┌────────

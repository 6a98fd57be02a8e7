//! Run and session id generation.

use std::sync::atomic::{AtomicU64, Ordering};

use uuid::Uuid;

static RUN_COUNTER: AtomicU64 = AtomicU64::new(0);

/// Generates process-unique run ids. Cheap to construct; holds no state of
/// its own beyond the shared atomic counter.
#[derive(Debug, Default, Clone, Copy)]
pub struct IdGenerator;

impl IdGenerator {
    pub fn new() -> Self {
        Self
    }

    /// A short, sortable id suitable for a default session/run identifier.
    pub fn generate_run_id(&self) -> String {
        let seq = RUN_COUNTER.fetch_add(1, Ordering::Relaxed);
        format!("run-{seq}-{}", Uuid::new_v4())
    }
}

└────────

Aim of the task = Print each line above exactly as it stands.

Solution =
repository 6a98fd57be02a8e7
//! Run and session id generation.

use std::sync::atomic::{AtomicU64, Ordering};

use uuid::Uuid;

static RUN_COUNTER: AtomicU64 = AtomicU64::new(0);

/// Generates process-unique run ids. Cheap to construct; holds no state of
/// its own beyond the shared atomic counter.
#[derive(Debug, Default, Clone, Copy)]
pub struct IdGenerator;

impl IdGenerator {
    pub fn new() -> Self {
        Self
    }

    /// A short, sortable id suitable for a default session/run identifier.
    pub fn generate_run_id(&self) -> String {
        let seq = RUN_COUNTER.fetch_add(1, Ordering::Relaxed);
        format!("run-{seq}-{}", Uuid::new_v4())
    }
}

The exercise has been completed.